2023 comedy drama series

UP65 is a Hindi comedy-drama series that debuted on Jio TV on 8 June 2023. Directed by Gaganjeet Singh, the show is based on the novel of the same name by Nikhil Sachan. The cast includes Shine Pandey, Pragati Mishra, Abbas Ali Ghaznavi, Jay Thakkar, Priitamm Jaiswal, Ria Nalavade, Anmol Jyotir, Abhishek Reddy, and Chunmun Kumar. Set in Varanasi, the series follows engineering students and their friendships, dreams, and struggles.

== Plot summary ==
The story follows a group of engineering students from different backgrounds, focusing on Nishant (Shine Pandey), a serious student.
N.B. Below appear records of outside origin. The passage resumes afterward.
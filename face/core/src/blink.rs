//! Blink State Machine
//!
//! Cycles the eyelid overlay `Paused -> Closing -> Opening -> Paused` on
//! randomized timers. Each phase's deadline is derived from the previous one:
//!
//! | Entering  | Deadline                                  |
//! |-----------|-------------------------------------------|
//! | `Closing` | U(30ms, 70ms)                             |
//! | `Opening` | exactly 2x the closing deadline           |
//! | `Paused`  | U(3x the opening deadline, 5s), at most 5s |

use std::time::Duration;

use rand::Rng;
use serde::Serialize;
use tracing::debug;

use crate::clock::{deadline_passed, uniform_secs};

/// Shortest eyelid close
pub const CLOSING_MIN_SECS: f64 = 0.03;

/// Longest eyelid close
pub const CLOSING_MAX_SECS: f64 = 0.07;

/// Upper bound on the pause between blinks
pub const PAUSE_MAX_SECS: f64 = 5.0;

/// Sprite row of the fully closed eyelid
pub const EYELID_CLOSED_FRAME: u8 = 3;

/// Sprite row shown for the whole opening phase
///
/// The opening frame is held constant rather than interpolated across the
/// opening interval.
pub const EYELID_OPENING_FRAME: u8 = 1;

/// Sprite row of the open eye
pub const EYELID_OPEN_FRAME: u8 = 0;

/// Eyelid phase, with the numeric codes used by the rig's sprite sheets
#[derive(Clone, Copy, Debug, PartialEq, Eq, Hash, Serialize)]
#[repr(u8)]
pub enum BlinkPhase {
    /// Eyes open between blinks
    Paused = 0,
    /// Eyelid coming down
    Closing = 1,
    /// Eyelid going back up
    Opening = 2,
}

impl BlinkPhase {
    /// The phase that follows this one
    #[must_use]
    pub fn next(self) -> Self {
        match self {
            Self::Paused => Self::Closing,
            Self::Closing => Self::Opening,
            Self::Opening => Self::Paused,
        }
    }

    /// Eyelid sprite row for this phase
    #[must_use]
    pub fn eyelid_frame(self) -> u8 {
        match self {
            Self::Paused => EYELID_OPEN_FRAME,
            Self::Closing => EYELID_CLOSED_FRAME,
            Self::Opening => EYELID_OPENING_FRAME,
        }
    }
}

/// Eyelid timer and phase
#[derive(Clone, Debug, PartialEq)]
pub struct BlinkStateMachine {
    phase: BlinkPhase,
    deadline: Duration,
    last_transition: Duration,
}

impl BlinkStateMachine {
    /// Start mid-blink, eyes opening, as the rig does at power-on
    pub fn new<R: Rng + ?Sized>(now: Duration, rng: &mut R) -> Self {
        Self {
            phase: BlinkPhase::Opening,
            deadline: uniform_secs(rng, 0.25, 0.5),
            last_transition: now,
        }
    }

    /// Start in an explicit phase with an explicit deadline
    #[must_use]
    pub fn with_phase(phase: BlinkPhase, deadline: Duration, now: Duration) -> Self {
        Self {
            phase,
            deadline,
            last_transition: now,
        }
    }

    /// Current phase
    #[must_use]
    pub fn phase(&self) -> BlinkPhase {
        self.phase
    }

    /// How long the current phase lasts
    #[must_use]
    pub fn deadline(&self) -> Duration {
        self.deadline
    }

    /// When the current phase began
    #[must_use]
    pub fn last_transition(&self) -> Duration {
        self.last_transition
    }

    /// Eyelid sprite row for the current phase
    #[must_use]
    pub fn eyelid_frame(&self) -> u8 {
        self.phase.eyelid_frame()
    }

    /// Advance at most one phase if the current deadline has passed
    ///
    /// Returns `true` when the phase changed.
    pub fn update<R: Rng + ?Sized>(&mut self, now: Duration, rng: &mut R) -> bool {
        if !deadline_passed(now, self.last_transition, self.deadline) {
            return false;
        }

        self.last_transition = now;
        self.phase = self.phase.next();
        self.deadline = match self.phase {
            BlinkPhase::Closing => uniform_secs(rng, CLOSING_MIN_SECS, CLOSING_MAX_SECS),
            BlinkPhase::Opening => self.deadline * 2,
            BlinkPhase::Paused => {
                uniform_secs(rng, self.deadline.as_secs_f64() * 3.0, PAUSE_MAX_SECS)
            }
        };

        debug!(
            phase = ?self.phase,
            deadline_ms = self.deadline.as_millis() as u64,
            "Blink phase changed"
        );
        true
    }
}
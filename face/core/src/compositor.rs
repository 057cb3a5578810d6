//! Layer Compositor
//!
//! The face is five stacked sprite layers sharing one atlas geometry. The
//! compositor turns the state machines' outputs into integer pixel
//! placements for every layer, bottom to top:
//!
//! ```text
//! z  layer       x                          y
//! 0  base        anchor.x                   anchor.y
//! 1  pupil       anchor.x + pupil.x         anchor.y + pupil.y
//! 2  eyes        anchor.x                   anchor.y - eyelid_frame * height
//! 3  mouth       anchor.x                   anchor.y - mouth_level  * height
//! 4  expression  anchor.x - column * width  anchor.y - intensity    * height
//! ```
//!
//! Only the base layer is static; it is placed once by the initial frame.

use serde::{Deserialize, Serialize};

use crate::config::AtlasConfig;
use crate::expression::Intensity;
use crate::mouth::MouthLevel;

/// One of the rig's five sprite layers
#[derive(Clone, Copy, Debug, PartialEq, Eq, Hash, Serialize, Deserialize)]
#[serde(rename_all = "snake_case")]
pub enum LayerId {
    /// Opaque face background
    Base,
    /// Pupils
    Pupil,
    /// Eyelid overlay
    Eyes,
    /// Mouth overlay
    Mouth,
    /// Opaque expression overlay
    Expression,
}

impl LayerId {
    /// All layers in render order, bottom to top
    pub const ALL: [LayerId; 5] = [
        LayerId::Base,
        LayerId::Pupil,
        LayerId::Eyes,
        LayerId::Mouth,
        LayerId::Expression,
    ];

    /// Stack position, 0 at the bottom
    #[must_use]
    pub fn z_index(self) -> usize {
        match self {
            Self::Base => 0,
            Self::Pupil => 1,
            Self::Eyes => 2,
            Self::Mouth => 3,
            Self::Expression => 4,
        }
    }

    /// Whether the layer's background is keyed out with the atlas
    /// transparency color
    #[must_use]
    pub fn is_keyed(self) -> bool {
        matches!(self, Self::Pupil | Self::Eyes | Self::Mouth)
    }

    /// Whether the layer is repositioned every tick
    #[must_use]
    pub fn is_movable(self) -> bool {
        !matches!(self, Self::Base)
    }

    /// Short lowercase name
    #[must_use]
    pub fn name(self) -> &'static str {
        match self {
            Self::Base => "base",
            Self::Pupil => "pupil",
            Self::Eyes => "eyes",
            Self::Mouth => "mouth",
            Self::Expression => "expression",
        }
    }
}

impl std::fmt::Display for LayerId {
    fn fmt(&self, f: &mut std::fmt::Formatter<'_>) -> std::fmt::Result {
        f.write_str(self.name())
    }
}

/// Integer pixel placement of one layer
#[derive(Clone, Copy, Debug, PartialEq, Eq, Hash, Serialize, Deserialize)]
pub struct LayerPlacement {
    /// Which layer
    pub layer: LayerId,
    /// Horizontal offset into the atlas
    pub x: i32,
    /// Vertical offset into the atlas
    pub y: i32,
}

/// Placements for all five layers, bottom to top
#[derive(Clone, Debug, PartialEq, Eq, Serialize, Deserialize)]
pub struct LayerFrame {
    layers: [LayerPlacement; 5],
}

impl LayerFrame {
    /// All placements in render order
    #[must_use]
    pub fn layers(&self) -> &[LayerPlacement; 5] {
        &self.layers
    }

    /// Placement of one layer
    #[must_use]
    pub fn get(&self, layer: LayerId) -> LayerPlacement {
        self.layers[layer.z_index()]
    }

    /// Placement of one layer as an `(x, y)` pair
    #[must_use]
    pub fn position(&self, layer: LayerId) -> (i32, i32) {
        let placement = self.get(layer);
        (placement.x, placement.y)
    }

    /// Placements of the four layers that move every tick
    pub fn movable(&self) -> impl Iterator<Item = &LayerPlacement> {
        self.layers.iter().filter(|p| p.layer.is_movable())
    }
}

/// Per-tick outputs of the four state machines
#[derive(Clone, Copy, Debug, Default, PartialEq, Eq)]
pub struct FaceOutputs {
    /// Pupil offset in whole pixels
    pub pupil: (i32, i32),
    /// Eyelid sprite row
    pub eyelid_frame: u8,
    /// Mouth sprite row
    pub mouth: MouthLevel,
    /// Expression sprite column
    pub expression_column: u8,
    /// Expression sprite row
    pub intensity: Intensity,
}

/// Maps state machine outputs onto atlas placements
#[derive(Clone, Debug)]
pub struct Compositor {
    atlas: AtlasConfig,
}

impl Compositor {
    /// Create a compositor for an atlas layout
    #[must_use]
    pub fn new(atlas: AtlasConfig) -> Self {
        Self { atlas }
    }

    /// The atlas layout in use
    #[must_use]
    pub fn atlas(&self) -> &AtlasConfig {
        &self.atlas
    }

    /// Placement for the rig at rest: eyes open, pupils centered, mouth
    /// closed, neutral expression
    #[must_use]
    pub fn initial_frame(&self) -> LayerFrame {
        self.compose(&FaceOutputs::default())
    }

    /// Compute every layer's placement for one tick
    #[must_use]
    pub fn compose(&self, outputs: &FaceOutputs) -> LayerFrame {
        let width = self.atlas.frame_width;
        let height = self.atlas.frame_height;

        let place = |layer: LayerId, dx: i32, dy: i32| {
            let anchor = self.atlas.anchor(layer);
            LayerPlacement {
                layer,
                x: anchor.x + dx,
                y: anchor.y + dy,
            }
        };

        LayerFrame {
            layers: [
                place(LayerId::Base, 0, 0),
                place(LayerId::Pupil, outputs.pupil.0, outputs.pupil.1),
                place(LayerId::Eyes, 0, -i32::from(outputs.eyelid_frame) * height),
                place(LayerId::Mouth, 0, -i32::from(outputs.mouth.get()) * height),
                place(
                    LayerId::Expression,
                    -i32::from(outputs.expression_column) * width,
                    -i32::from(outputs.intensity.get()) * height,
                ),
            ],
        }
    }
}

#[cfg(test)]
mod tests {
    use super::*;
    use crate::config::Anchor;
    use pretty_assertions::assert_eq;

    fn compositor() -> Compositor {
        Compositor::new(AtlasConfig::default())
    }

    #[test]
    fn test_layer_order() {
        for (z, layer) in LayerId::ALL.iter().enumerate() {
            assert_eq!(layer.z_index(), z);
        }
        assert!(LayerId::Pupil.is_keyed());
        assert!(!LayerId::Base.is_keyed());
        assert!(!LayerId::Expression.is_keyed());
    }

    #[test]
    fn test_initial_frame_uses_anchors() {
        let frame = compositor().initial_frame();

        assert_eq!(frame.position(LayerId::Base), (0, 0));
        assert_eq!(frame.position(LayerId::Pupil), (0, 0));
        assert_eq!(frame.position(LayerId::Eyes), (0, 0));
        assert_eq!(frame.position(LayerId::Mouth), (0, 0));
        assert_eq!(frame.position(LayerId::Expression), (0, 32));
        assert_eq!(frame.movable().count(), 4);
    }

    #[test]
    fn test_compose_applies_sprite_geometry() {
        let outputs = FaceOutputs {
            pupil: (-5, 3),
            eyelid_frame: 3,
            mouth: MouthLevel::clamped(2),
            expression_column: 2,
            intensity: Intensity::clamped(3),
        };
        let frame = compositor().compose(&outputs);

        let expected = [
            LayerPlacement { layer: LayerId::Base, x: 0, y: 0 },
            LayerPlacement { layer: LayerId::Pupil, x: -5, y: 3 },
            LayerPlacement { layer: LayerId::Eyes, x: 0, y: -96 },
            LayerPlacement { layer: LayerId::Mouth, x: 0, y: -64 },
            LayerPlacement { layer: LayerId::Expression, x: -128, y: -64 },
        ];
        assert_eq!(frame.layers(), &expected);
    }

    #[test]
    fn test_compose_offsets_from_custom_anchors() {
        let mut atlas = AtlasConfig::default();
        atlas.layer_mut(LayerId::Pupil).anchor = Anchor { x: 10, y: 4 };
        atlas.layer_mut(LayerId::Mouth).anchor = Anchor { x: 0, y: 8 };
        let compositor = Compositor::new(atlas);

        let frame = compositor.compose(&FaceOutputs {
            pupil: (2, -1),
            mouth: MouthLevel::clamped(1),
            ..FaceOutputs::default()
        });

        assert_eq!(frame.position(LayerId::Pupil), (12, 3));
        assert_eq!(frame.position(LayerId::Mouth), (0, -24));
    }

    #[test]
    fn test_frame_serializes_layer_names() {
        let frame = compositor().initial_frame();
        let json = serde_json::to_string(&frame).unwrap();
        assert!(json.contains("\"layer\":\"expression\""));
        assert!(json.contains("\"y\":32"));
    }
}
He tries to balance his academic life with the carefree lifestyle of his hostel mates, who enjoy having fun and going out, but eventually, they pull him into their world.

== Cast and characters ==

- Shine Pandey as Nishant
- Pragati Mishra as Shubhra
- Abbas Ali Ghaznavi as Prasad
- Jay Thakkar as Mohit
- Priitamm Jaiswal as Pandey
- Ria Nalavade as Antari
- Anmol Jyotir as Akhil
- Abhishek Reddy as Pablo
- Chunmun Kumar as Librarian

== Critical reception ==
Archika Khurana reviewed UP65 for the Times of India and rated it 2 stars out of 5. She noted "While there is no doubt that the topic has potential and has been explored earlier, its execution fell short when compared to series such as ‘Kota Factory’ and others that focus on the day-to-day lives of engineering students. ‘UP65’ struggles to stand out in the genre, offering little in the way of novelty or a unique storyline."

Palak Shukla of Amar Ujala gave a harsher critique, rating the series 1.5 stars out of 5. Shukla described it as "A ridiculous web series based on hostel life, a blot on the name of BHU IIT."